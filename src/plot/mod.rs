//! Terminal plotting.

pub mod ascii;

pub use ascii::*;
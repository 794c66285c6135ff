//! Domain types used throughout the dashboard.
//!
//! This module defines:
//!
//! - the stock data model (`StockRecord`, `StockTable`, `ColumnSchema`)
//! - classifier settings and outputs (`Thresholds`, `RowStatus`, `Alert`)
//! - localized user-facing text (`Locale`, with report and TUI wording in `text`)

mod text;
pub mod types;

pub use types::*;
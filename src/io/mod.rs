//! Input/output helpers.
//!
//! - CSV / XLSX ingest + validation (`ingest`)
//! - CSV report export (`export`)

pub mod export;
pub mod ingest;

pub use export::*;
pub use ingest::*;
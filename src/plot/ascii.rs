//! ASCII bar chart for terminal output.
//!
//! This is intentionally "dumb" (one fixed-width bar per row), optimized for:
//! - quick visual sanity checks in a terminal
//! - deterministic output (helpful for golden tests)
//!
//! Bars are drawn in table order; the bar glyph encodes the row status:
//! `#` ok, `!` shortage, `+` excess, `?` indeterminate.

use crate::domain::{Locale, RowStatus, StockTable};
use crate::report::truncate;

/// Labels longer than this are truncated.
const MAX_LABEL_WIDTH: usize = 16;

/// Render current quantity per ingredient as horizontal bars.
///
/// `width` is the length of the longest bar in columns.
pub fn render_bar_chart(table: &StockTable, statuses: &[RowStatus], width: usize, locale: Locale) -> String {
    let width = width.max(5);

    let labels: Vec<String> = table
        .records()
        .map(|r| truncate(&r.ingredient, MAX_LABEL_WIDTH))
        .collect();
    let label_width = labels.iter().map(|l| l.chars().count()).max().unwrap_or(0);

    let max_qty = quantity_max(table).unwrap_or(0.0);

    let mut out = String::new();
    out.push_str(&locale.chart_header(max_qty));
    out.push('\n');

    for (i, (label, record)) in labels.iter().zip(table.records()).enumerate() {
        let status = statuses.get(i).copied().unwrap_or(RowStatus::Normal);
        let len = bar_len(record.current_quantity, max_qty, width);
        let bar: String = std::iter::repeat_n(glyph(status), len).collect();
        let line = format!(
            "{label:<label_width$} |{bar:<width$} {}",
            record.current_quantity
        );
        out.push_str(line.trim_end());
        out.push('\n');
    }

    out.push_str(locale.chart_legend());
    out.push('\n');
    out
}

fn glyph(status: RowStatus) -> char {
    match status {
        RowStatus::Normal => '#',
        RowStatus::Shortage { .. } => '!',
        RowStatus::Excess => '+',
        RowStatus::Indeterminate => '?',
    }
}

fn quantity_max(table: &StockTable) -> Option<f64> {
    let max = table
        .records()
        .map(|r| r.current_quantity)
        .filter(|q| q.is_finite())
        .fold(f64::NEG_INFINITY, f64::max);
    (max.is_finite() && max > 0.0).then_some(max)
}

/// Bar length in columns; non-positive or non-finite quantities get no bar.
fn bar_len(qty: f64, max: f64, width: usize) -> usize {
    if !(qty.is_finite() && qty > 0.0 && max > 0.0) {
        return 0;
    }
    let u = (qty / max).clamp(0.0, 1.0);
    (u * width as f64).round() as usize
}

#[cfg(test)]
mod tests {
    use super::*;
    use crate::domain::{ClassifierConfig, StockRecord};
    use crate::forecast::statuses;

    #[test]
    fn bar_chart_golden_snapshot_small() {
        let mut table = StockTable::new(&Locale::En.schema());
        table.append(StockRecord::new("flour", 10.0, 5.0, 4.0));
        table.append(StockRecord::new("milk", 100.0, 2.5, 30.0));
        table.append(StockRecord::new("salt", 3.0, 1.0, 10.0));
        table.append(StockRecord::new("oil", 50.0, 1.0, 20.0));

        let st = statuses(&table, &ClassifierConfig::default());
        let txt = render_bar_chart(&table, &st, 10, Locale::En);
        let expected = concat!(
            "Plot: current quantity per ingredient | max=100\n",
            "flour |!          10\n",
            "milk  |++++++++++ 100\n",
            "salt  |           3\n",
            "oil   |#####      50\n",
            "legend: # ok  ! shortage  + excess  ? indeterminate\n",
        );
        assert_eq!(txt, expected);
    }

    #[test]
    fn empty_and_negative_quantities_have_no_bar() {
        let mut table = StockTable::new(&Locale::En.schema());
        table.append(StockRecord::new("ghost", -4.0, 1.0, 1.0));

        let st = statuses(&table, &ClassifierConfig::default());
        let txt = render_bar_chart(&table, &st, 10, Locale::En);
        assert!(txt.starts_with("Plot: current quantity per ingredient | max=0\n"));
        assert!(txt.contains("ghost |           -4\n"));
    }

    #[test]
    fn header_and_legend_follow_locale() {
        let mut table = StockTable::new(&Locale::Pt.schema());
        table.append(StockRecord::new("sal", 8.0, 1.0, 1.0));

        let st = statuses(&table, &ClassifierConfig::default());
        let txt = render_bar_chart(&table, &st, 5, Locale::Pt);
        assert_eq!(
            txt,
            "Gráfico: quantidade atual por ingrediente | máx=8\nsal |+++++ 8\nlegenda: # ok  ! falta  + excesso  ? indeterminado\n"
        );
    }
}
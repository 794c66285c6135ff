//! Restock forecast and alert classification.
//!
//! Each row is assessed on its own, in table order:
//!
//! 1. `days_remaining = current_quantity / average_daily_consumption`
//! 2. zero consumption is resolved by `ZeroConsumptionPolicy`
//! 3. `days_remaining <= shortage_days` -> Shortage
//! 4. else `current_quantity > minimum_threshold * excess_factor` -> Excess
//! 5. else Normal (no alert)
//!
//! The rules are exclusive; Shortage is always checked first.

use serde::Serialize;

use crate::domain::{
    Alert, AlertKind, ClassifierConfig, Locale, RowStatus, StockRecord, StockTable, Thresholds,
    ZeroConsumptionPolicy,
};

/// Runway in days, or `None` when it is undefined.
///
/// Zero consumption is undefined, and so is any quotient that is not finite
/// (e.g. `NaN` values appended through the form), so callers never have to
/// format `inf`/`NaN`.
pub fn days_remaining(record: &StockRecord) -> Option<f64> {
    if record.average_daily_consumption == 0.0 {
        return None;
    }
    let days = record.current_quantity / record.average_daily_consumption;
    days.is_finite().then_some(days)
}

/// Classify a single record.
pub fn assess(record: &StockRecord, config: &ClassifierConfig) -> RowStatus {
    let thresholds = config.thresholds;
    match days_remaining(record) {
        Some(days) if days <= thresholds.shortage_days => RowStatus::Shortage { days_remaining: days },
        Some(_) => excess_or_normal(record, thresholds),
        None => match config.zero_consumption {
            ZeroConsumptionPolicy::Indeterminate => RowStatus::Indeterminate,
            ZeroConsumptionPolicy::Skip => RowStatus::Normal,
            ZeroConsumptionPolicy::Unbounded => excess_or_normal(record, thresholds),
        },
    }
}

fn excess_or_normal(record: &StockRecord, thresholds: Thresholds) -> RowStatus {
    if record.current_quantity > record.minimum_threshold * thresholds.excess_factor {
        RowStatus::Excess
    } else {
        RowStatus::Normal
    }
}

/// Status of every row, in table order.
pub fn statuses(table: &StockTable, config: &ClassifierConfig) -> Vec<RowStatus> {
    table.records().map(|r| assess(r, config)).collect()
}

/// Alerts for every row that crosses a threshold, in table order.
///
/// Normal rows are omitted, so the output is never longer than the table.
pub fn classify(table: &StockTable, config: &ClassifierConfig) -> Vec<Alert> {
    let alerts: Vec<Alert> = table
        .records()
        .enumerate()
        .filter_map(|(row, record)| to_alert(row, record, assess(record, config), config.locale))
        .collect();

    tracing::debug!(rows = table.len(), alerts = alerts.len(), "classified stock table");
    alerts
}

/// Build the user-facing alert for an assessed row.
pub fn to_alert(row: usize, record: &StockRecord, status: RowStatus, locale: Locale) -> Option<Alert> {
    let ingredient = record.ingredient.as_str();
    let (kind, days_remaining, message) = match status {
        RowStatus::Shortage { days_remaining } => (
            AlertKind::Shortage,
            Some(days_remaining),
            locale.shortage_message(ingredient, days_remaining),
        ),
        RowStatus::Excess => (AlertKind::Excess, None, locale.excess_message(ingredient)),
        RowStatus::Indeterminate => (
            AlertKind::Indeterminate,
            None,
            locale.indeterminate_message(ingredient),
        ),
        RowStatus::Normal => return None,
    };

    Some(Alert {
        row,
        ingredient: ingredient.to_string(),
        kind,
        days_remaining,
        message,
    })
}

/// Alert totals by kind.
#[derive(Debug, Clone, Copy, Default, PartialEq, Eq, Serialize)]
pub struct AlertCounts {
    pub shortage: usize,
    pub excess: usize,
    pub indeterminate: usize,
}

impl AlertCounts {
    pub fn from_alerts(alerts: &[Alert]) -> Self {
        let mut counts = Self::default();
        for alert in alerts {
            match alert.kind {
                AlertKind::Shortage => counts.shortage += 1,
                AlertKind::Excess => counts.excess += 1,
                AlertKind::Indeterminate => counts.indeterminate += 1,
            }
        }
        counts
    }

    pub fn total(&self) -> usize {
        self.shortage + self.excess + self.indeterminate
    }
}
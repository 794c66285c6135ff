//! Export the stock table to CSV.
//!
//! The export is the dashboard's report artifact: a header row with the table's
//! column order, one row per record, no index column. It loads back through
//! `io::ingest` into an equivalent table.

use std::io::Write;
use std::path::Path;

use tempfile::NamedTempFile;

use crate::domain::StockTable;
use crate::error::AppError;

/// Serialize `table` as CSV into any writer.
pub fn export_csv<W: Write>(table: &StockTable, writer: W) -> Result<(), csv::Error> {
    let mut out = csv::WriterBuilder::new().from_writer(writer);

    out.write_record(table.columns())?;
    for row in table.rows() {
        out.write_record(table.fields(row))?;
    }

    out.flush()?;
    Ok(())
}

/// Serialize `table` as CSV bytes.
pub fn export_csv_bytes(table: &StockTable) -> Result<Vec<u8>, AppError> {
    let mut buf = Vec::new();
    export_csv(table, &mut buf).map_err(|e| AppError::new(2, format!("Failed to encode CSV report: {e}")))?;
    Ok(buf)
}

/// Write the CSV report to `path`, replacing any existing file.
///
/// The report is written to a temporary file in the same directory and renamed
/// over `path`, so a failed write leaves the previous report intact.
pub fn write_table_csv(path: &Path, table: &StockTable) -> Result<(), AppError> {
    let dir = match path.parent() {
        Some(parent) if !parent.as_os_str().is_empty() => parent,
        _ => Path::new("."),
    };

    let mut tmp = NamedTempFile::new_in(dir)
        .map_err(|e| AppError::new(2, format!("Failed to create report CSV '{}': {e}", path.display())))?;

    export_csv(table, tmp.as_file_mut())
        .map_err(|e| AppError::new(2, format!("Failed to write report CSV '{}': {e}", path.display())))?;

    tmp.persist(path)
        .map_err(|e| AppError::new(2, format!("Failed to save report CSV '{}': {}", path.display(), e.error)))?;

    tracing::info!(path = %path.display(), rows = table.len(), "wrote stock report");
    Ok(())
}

**Work to be completed**
Search the preceding listing for "undefined", then copy every line that holds it.

**Result**
/// Runway in days, or `None` when it is undefined.
/// Zero consumption is undefined, and so is any quotient that is not finite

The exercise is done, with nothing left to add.